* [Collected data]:
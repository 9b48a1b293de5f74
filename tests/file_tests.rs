//! Integration tests for file handles, format detection and backing stores.

use std::fs;
use std::io::Write;

use plyio::core::{Element, Property};
use plyio::file::{transcode, transcode_file, PlyFileReader, PlyFileWriter, WriteOptions};
use plyio::format::detect_format;
use plyio::{Encoding, Error, Scalar, ScalarKind};

use tempfile::{tempdir, NamedTempFile};

fn write_text(contents: &[u8]) -> NamedTempFile {
    let mut temp = NamedTempFile::new().expect("Failed to create temp file");
    temp.write_all(contents).expect("Failed to write temp file");
    temp.flush().expect("Failed to flush temp file");
    temp
}

const ASCII_CUBE: &str = "ply\n\
format ascii 1.0\n\
comment corner of a cube\n\
element vertex 3\n\
property float x\n\
property float y\n\
property float z\n\
element face 1\n\
property list uchar int vertex_indices\n\
end_header\n\
0 0 0\n\
1 0 0\n\
1 1 0\n\
3 0 1 2\n";

#[test]
fn test_detect_format() {
    let ascii = write_text(ASCII_CUBE.as_bytes());
    assert_eq!(detect_format(ascii.path()).expect("detect"), Encoding::Ascii);

    let binary = write_text(b"ply\nformat binary_little_endian 1.0\nend_header\n");
    assert_eq!(detect_format(binary.path()).expect("detect"), Encoding::BinaryLittleEndian);
}

#[test]
fn test_ambiguous_header_rejected() {
    let both = write_text(
        b"ply\nformat ascii 1.0\ncomment format binary_little_endian 1.0\nend_header\n",
    );
    assert!(matches!(detect_format(both.path()), Err(Error::FormatDetection(_))));
    assert!(matches!(PlyFileReader::open(both.path()), Err(Error::FormatDetection(_))));

    let neither = write_text(b"ply\nformat binary_big_endian 1.0\nend_header\n");
    assert!(matches!(detect_format(neither.path()), Err(Error::FormatDetection(_))));
}

#[test]
fn test_open_missing_file() {
    let dir = tempdir().expect("Failed to create temp dir");
    let err = PlyFileReader::open(dir.path().join("absent.ply"));
    assert!(matches!(err, Err(Error::Open { .. })));
}

#[test]
fn test_idempotent_schema_fetch() {
    let file = write_text(ASCII_CUBE.as_bytes());
    let mut reader = PlyFileReader::open_opts(file.path(), false).expect("Failed to open");
    assert!(reader.document().is_none());

    let first = reader.parse_header().expect("Failed to parse").clone();
    let second = reader.parse_header().expect("Failed to parse").clone();
    assert_eq!(first, second);
    assert_eq!(first.comments, ["corner of a cube".to_string()]);
    assert_eq!(first.elements.len(), 2);

    // The body still starts at the first row.
    assert_eq!(reader.read_scalar(ScalarKind::Float32).expect("read"), Scalar::Float32(0.0));
}

#[test]
fn test_duplicate_element_rejected() {
    let dir = tempdir().expect("Failed to create temp dir");
    let path = dir.path().join("dup.ply");
    let mut writer = PlyFileWriter::create(&path, WriteOptions::default()).expect("Failed to create");

    writer
        .add_element(Element::new("vertex", 1).with_property(Property::scalar("x", ScalarKind::Float32)))
        .expect("first vertex");
    let err = writer.add_element(Element::new("vertex", 2));
    assert!(matches!(err, Err(Error::DuplicateElement(ref name)) if name == "vertex"));
    assert!(!writer.header_written());
    writer.close().expect("Failed to close");

    assert_eq!(fs::metadata(&path).expect("metadata").len(), 0);
}

#[test]
fn test_raw_write_read() {
    let dir = tempdir().expect("Failed to create temp dir");
    let path = dir.path().join("raw.ply");

    let mut writer = PlyFileWriter::create(&path, WriteOptions::new(Encoding::BinaryLittleEndian))
        .expect("Failed to create");
    writer
        .add_element(
            Element::new("point", 2)
                .with_property(Property::scalar("h", ScalarKind::Int16))
                .with_property(Property::scalar("w", ScalarKind::Float64)),
        )
        .expect("add element");
    writer.write_header().expect("write header");
    for (h, w) in [(-2i16, 0.5f64), (300, -1.25)] {
        writer.write_scalar(Scalar::Int16(h)).expect("write");
        writer.write_scalar_as(Scalar::Float32(w as f32), ScalarKind::Float64).expect("write");
        writer.write_line_end().expect("line end");
    }
    writer.close().expect("Failed to close");

    let header_len = "ply\nformat binary_little_endian 1.0\nelement point 2\nproperty short h\nproperty double w\nend_header\n".len();
    assert_eq!(fs::metadata(&path).expect("metadata").len() as usize, header_len + 2 * 10);

    let mut reader = PlyFileReader::open(&path).expect("Failed to open");
    let elements = reader.elements().expect("parse").to_vec();
    assert_eq!(elements[0].binary_row_size(), Some(10));
    assert_eq!(reader.read_scalar(ScalarKind::Int16).expect("read"), Scalar::Int16(-2));
    assert_eq!(reader.read_scalar(ScalarKind::Float64).expect("read"), Scalar::Float64(0.5));
    assert_eq!(reader.read_scalar(ScalarKind::Int16).expect("read"), Scalar::Int16(300));
    assert_eq!(reader.read_scalar(ScalarKind::Float64).expect("read"), Scalar::Float64(-1.25));
    assert!(matches!(reader.read_scalar(ScalarKind::Uint8), Err(Error::UnexpectedEof)));
}

#[test]
fn test_transcode_files() {
    let source = write_text(ASCII_CUBE.as_bytes());
    let dir = tempdir().expect("Failed to create temp dir");
    let binary_path = dir.path().join("cube.bin.ply");
    let ascii_path = dir.path().join("cube.ascii.ply");

    let mut reader = PlyFileReader::open(source.path()).expect("Failed to open");
    let mut writer = PlyFileWriter::create(&binary_path, WriteOptions::new(Encoding::BinaryLittleEndian))
        .expect("Failed to create");
    transcode(&mut reader, &mut writer).expect("Failed to transcode");
    writer.close().expect("Failed to close");
    assert_eq!(detect_format(&binary_path).expect("detect"), Encoding::BinaryLittleEndian);

    let mut reader = PlyFileReader::open(&binary_path).expect("Failed to open");
    let mut writer = PlyFileWriter::create(&ascii_path, WriteOptions::new(Encoding::Ascii))
        .expect("Failed to create");
    transcode(&mut reader, &mut writer).expect("Failed to transcode");
    writer.close().expect("Failed to close");

    let text = fs::read_to_string(&ascii_path).expect("read back");
    assert_eq!(text, ASCII_CUBE);
}

#[test]
fn test_convert_file_onto_itself() {
    let dir = tempdir().expect("Failed to create temp dir");
    let path = dir.path().join("cube.ply");
    fs::write(&path, ASCII_CUBE).expect("Failed to write input");

    let written = transcode_file(&path, &path, Some(Encoding::BinaryLittleEndian), false)
        .expect("Failed to convert in place");
    assert_eq!(fs::metadata(&path).expect("metadata").len(), written);
    assert_eq!(detect_format(&path).expect("detect"), Encoding::BinaryLittleEndian);

    transcode_file(&path, &path, Some(Encoding::Ascii), false).expect("Failed to convert back");
    assert_eq!(fs::read_to_string(&path).expect("read back"), ASCII_CUBE);

    // Only the converted file remains; staging files are renamed away.
    let entries = fs::read_dir(dir.path()).expect("read dir").count();
    assert_eq!(entries, 1);
}

#[test]
fn test_failed_convert_keeps_output() {
    let dir = tempdir().expect("Failed to create temp dir");
    let path = dir.path().join("short.ply");
    let truncated = "ply\nformat ascii 1.0\nelement vertex 2\nproperty float x\nend_header\n1\n";
    fs::write(&path, truncated).expect("Failed to write input");

    let err = transcode_file(&path, &path, Some(Encoding::BinaryLittleEndian), false);
    assert!(err.is_err());
    assert_eq!(fs::read_to_string(&path).expect("read back"), truncated);
    assert_eq!(fs::read_dir(dir.path()).expect("read dir").count(), 1);
}

#[test]
fn test_convert_keeps_source_encoding_by_default() {
    let source = write_text(ASCII_CUBE.as_bytes());
    let dir = tempdir().expect("Failed to create temp dir");
    let path = dir.path().join("copy.ply");

    transcode_file(source.path(), &path, None, false).expect("Failed to convert");
    assert_eq!(fs::read_to_string(&path).expect("read back"), ASCII_CUBE);
}

#[cfg(feature = "mmap")]
mod mapped {
    use super::*;
    use plyio::bind::vertex_positions;
    use plyio::stream::OutputStream;
    use std::io::{Seek, SeekFrom};

    #[test]
    fn test_mapped_write_truncates_to_written_bytes() {
        let dir = tempdir().expect("Failed to create temp dir");
        let buffered = dir.path().join("buffered.ply");
        let mapped = dir.path().join("mapped.ply");
        let points: Vec<[f32; 3]> = (0..100).map(|i| [i as f32, -(i as f32), 0.5]).collect();

        for (path, options) in [
            (&buffered, WriteOptions::default()),
            (&mapped, WriteOptions::default().with_mmap(1 << 20)),
        ] {
            let mut writer = PlyFileWriter::create(path, options).expect("Failed to create");
            let positions = vertex_positions(&points).expect("valid column");
            plyio::bind_write!(&mut writer, positions).expect("Failed to write");
            writer.close().expect("Failed to close");
        }

        let expected = fs::read(&buffered).expect("read buffered");
        let actual = fs::read(&mapped).expect("read mapped");
        assert_eq!(actual.len(), expected.len());
        assert!(actual == expected);
    }

    #[test]
    fn test_mapped_write_drop_releases() {
        let dir = tempdir().expect("Failed to create temp dir");
        let path = dir.path().join("dropped.ply");
        {
            let mut stream = OutputStream::create_mapped(&path, 4096).expect("Failed to map");
            stream.write_all(b"ply\n").expect("write");
            assert!(stream.is_mapped());
        }
        assert_eq!(fs::read(&path).expect("read"), b"ply\n");
    }

    #[test]
    fn test_mapped_reservation_exhausted() {
        let dir = tempdir().expect("Failed to create temp dir");
        let path = dir.path().join("small.ply");
        let points: Vec<[f32; 3]> = vec![[1.0, 2.0, 3.0]; 64];

        let mut writer = PlyFileWriter::create(&path, WriteOptions::default().with_mmap(128))
            .expect("Failed to create");
        let positions = vertex_positions(&points).expect("valid column");
        let err = plyio::bind_write!(&mut writer, positions).expect_err("reservation too small");
        assert!(matches!(err, Error::Io(ref e) if e.kind() == std::io::ErrorKind::WriteZero));
        writer.close().expect("Failed to close");

        assert_eq!(fs::metadata(&path).expect("metadata").len(), 128);
    }

    #[test]
    fn test_mapped_seek_bounds() {
        let dir = tempdir().expect("Failed to create temp dir");
        let path = dir.path().join("seek.ply");
        let mut stream = OutputStream::create_mapped(&path, 16).expect("Failed to map");
        stream.write_all(b"abcd").expect("write");

        assert!(stream.seek(SeekFrom::Start(17)).is_err());
        assert!(stream.seek(SeekFrom::Current(-5)).is_err());
        assert_eq!(stream.seek(SeekFrom::Current(0)).expect("seek"), 4);
        assert_eq!(stream.seek(SeekFrom::Start(1)).expect("seek"), 1);
        stream.write_all(b"X").expect("write");
        stream.close().expect("Failed to close");

        assert_eq!(fs::read(&path).expect("read"), b"aXcd");
    }

    #[test]
    fn test_mapped_convert_file_onto_itself() {
        let dir = tempdir().expect("Failed to create temp dir");
        let path = dir.path().join("cube.ply");
        fs::write(&path, ASCII_CUBE).expect("Failed to write input");

        transcode_file(&path, &path, Some(Encoding::BinaryLittleEndian), true)
            .expect("Failed to convert in place");
        let mut reader = PlyFileReader::open(&path).expect("Failed to open");
        assert_eq!(reader.encoding(), Encoding::BinaryLittleEndian);
        assert_eq!(reader.elements().expect("parse").len(), 2);
        assert_eq!(reader.read_scalar(ScalarKind::Float32).expect("read"), Scalar::Float32(0.0));
        drop(reader);

        transcode_file(&path, &path, Some(Encoding::Ascii), true).expect("Failed to convert back");
        assert_eq!(fs::read_to_string(&path).expect("read back"), ASCII_CUBE);
    }

    #[test]
    fn test_zero_reservation_rejected() {
        let dir = tempdir().expect("Failed to create temp dir");
        let err = OutputStream::create_mapped(dir.path().join("zero.ply"), 0);
        assert!(matches!(err, Err(Error::Open { .. })));
    }
}

#[cfg(not(feature = "mmap"))]
#[test]
fn test_mapping_disabled_fails_at_open() {
    let file = write_text(ASCII_CUBE.as_bytes());
    assert!(matches!(PlyFileReader::open_opts(file.path(), true), Err(Error::MmapUnavailable)));
    let err = PlyFileWriter::create(file.path(), WriteOptions::default().with_mmap(1024));
    assert!(matches!(err, Err(Error::MmapUnavailable)));
}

* [DIRECTIONS FOR THIS TASK]: Only one stretch is wanted, so please give again exactly the lines from the start of the data through the line containing "let mut temp", both ends included.

* [REPLY TO THE EXERCISE]:
repository 9b48a1b293de5f74
filename tests/file_tests.rs
//! Integration tests for file handles, format detection and backing stores.

use std::fs;
use std::io::Write;

use plyio::core::{Element, Property};
use plyio::file::{transcode, transcode_file, PlyFileReader, PlyFileWriter, WriteOptions};
use plyio::format::detect_format;
use plyio::{Encoding, Error, Scalar, ScalarKind};

use tempfile::{tempdir, NamedTempFile};

fn write_text(contents: &[u8]) -> NamedTempFile {
    let mut temp = NamedTempFile::new().expect("Failed to create temp file");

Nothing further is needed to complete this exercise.